====== TASK MATERIAL ======

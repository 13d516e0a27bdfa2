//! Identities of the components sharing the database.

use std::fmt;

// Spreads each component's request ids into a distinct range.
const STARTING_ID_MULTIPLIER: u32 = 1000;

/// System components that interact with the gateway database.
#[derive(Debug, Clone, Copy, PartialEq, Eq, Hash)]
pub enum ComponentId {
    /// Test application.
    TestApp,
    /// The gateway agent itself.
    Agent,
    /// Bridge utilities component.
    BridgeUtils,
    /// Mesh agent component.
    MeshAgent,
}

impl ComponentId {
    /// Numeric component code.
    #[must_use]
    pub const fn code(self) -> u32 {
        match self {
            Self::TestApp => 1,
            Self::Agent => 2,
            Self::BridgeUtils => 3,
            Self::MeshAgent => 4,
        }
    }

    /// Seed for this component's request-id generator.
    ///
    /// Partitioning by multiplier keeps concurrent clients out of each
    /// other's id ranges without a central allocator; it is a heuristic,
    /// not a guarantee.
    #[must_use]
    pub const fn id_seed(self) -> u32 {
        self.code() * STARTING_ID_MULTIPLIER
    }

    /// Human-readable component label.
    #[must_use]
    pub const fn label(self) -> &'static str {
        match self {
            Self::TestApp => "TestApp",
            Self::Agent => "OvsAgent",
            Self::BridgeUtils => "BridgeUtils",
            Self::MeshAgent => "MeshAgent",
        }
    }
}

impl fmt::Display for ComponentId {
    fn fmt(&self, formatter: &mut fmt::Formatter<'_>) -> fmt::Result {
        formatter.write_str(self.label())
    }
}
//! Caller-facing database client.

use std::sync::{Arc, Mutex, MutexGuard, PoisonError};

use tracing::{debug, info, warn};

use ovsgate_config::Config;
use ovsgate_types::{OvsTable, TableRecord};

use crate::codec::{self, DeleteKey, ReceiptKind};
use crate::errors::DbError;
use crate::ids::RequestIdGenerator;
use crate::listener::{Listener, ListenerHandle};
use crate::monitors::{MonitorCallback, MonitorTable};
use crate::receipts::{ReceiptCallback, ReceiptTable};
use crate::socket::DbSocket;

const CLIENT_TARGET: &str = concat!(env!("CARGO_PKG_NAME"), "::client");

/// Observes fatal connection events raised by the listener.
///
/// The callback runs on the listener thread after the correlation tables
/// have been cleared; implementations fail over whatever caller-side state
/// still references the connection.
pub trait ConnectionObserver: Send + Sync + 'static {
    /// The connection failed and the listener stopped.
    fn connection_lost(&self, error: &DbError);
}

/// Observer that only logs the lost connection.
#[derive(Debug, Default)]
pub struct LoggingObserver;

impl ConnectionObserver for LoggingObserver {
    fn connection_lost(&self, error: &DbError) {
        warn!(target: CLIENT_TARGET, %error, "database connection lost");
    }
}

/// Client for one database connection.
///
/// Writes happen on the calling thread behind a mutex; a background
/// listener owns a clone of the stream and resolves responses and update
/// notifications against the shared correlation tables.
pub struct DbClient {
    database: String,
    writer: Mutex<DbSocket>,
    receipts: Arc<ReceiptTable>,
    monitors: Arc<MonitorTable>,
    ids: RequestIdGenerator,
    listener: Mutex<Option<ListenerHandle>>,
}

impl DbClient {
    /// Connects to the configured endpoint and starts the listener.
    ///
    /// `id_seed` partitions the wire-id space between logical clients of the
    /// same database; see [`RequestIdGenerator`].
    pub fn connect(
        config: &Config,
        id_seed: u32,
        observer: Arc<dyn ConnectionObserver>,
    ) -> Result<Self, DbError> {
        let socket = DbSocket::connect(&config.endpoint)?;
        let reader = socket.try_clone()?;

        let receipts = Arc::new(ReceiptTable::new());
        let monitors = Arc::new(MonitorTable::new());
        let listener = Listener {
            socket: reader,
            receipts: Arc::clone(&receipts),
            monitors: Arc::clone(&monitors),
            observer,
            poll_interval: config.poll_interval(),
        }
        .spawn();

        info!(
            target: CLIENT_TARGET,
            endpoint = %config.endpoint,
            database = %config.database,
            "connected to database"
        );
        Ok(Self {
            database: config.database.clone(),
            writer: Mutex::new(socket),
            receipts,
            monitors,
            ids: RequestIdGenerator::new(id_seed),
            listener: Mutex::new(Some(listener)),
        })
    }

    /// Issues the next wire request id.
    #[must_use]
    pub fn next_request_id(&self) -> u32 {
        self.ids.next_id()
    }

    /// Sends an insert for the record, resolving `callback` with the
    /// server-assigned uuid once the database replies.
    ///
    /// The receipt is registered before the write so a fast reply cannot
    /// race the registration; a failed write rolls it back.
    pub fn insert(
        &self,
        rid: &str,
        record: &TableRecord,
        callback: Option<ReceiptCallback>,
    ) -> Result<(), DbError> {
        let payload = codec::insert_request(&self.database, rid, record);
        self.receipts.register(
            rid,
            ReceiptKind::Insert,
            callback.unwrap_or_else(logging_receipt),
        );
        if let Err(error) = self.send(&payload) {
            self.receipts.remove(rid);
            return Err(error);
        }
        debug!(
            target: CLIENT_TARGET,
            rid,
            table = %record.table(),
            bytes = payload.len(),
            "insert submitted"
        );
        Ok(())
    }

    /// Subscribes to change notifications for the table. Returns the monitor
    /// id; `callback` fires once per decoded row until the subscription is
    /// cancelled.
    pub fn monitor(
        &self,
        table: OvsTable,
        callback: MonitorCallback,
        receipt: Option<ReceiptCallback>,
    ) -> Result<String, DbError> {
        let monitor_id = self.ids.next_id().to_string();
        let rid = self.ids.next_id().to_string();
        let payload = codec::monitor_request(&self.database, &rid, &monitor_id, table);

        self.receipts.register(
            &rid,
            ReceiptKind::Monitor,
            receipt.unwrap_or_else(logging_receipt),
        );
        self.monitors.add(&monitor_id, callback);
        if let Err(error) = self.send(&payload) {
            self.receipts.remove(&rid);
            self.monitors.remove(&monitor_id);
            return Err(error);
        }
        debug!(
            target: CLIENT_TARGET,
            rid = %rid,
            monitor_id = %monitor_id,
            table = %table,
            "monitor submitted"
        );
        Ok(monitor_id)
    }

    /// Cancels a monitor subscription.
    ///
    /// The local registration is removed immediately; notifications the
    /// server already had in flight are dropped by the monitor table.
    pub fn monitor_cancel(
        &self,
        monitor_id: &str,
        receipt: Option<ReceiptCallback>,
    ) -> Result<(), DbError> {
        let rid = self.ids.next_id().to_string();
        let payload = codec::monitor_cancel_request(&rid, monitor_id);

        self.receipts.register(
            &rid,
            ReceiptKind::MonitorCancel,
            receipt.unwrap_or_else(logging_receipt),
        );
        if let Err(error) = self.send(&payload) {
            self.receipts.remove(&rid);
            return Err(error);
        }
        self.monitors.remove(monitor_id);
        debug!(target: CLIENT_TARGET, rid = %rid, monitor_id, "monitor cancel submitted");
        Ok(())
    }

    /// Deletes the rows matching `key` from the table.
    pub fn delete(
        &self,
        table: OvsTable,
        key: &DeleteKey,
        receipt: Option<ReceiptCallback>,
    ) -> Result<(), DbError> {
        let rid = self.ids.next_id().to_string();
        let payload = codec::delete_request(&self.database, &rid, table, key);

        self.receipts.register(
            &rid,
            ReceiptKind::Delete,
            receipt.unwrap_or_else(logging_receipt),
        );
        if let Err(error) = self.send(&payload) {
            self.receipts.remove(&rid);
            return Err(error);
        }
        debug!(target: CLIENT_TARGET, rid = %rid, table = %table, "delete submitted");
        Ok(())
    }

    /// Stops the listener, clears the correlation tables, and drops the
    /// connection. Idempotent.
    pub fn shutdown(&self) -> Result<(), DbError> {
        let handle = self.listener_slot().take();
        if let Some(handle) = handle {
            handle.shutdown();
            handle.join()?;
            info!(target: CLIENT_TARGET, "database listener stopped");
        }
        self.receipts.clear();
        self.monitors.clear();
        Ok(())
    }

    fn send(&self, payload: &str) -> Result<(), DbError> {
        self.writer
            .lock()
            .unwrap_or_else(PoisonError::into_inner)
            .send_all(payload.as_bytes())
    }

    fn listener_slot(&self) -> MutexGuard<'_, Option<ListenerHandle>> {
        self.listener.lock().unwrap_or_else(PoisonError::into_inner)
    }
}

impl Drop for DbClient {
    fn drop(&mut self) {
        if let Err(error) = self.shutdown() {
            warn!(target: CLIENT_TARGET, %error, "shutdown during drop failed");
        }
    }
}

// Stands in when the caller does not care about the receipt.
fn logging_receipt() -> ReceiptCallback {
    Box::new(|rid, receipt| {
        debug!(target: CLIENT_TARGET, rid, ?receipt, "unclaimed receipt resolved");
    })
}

======

◆ **TO DO**: Copy out, from the records above, every line that holds the string "components".

◆ **RESPONSE TO THE EXERCISE**:
//! Identities of the components sharing the database.
/// System components that interact with the gateway database.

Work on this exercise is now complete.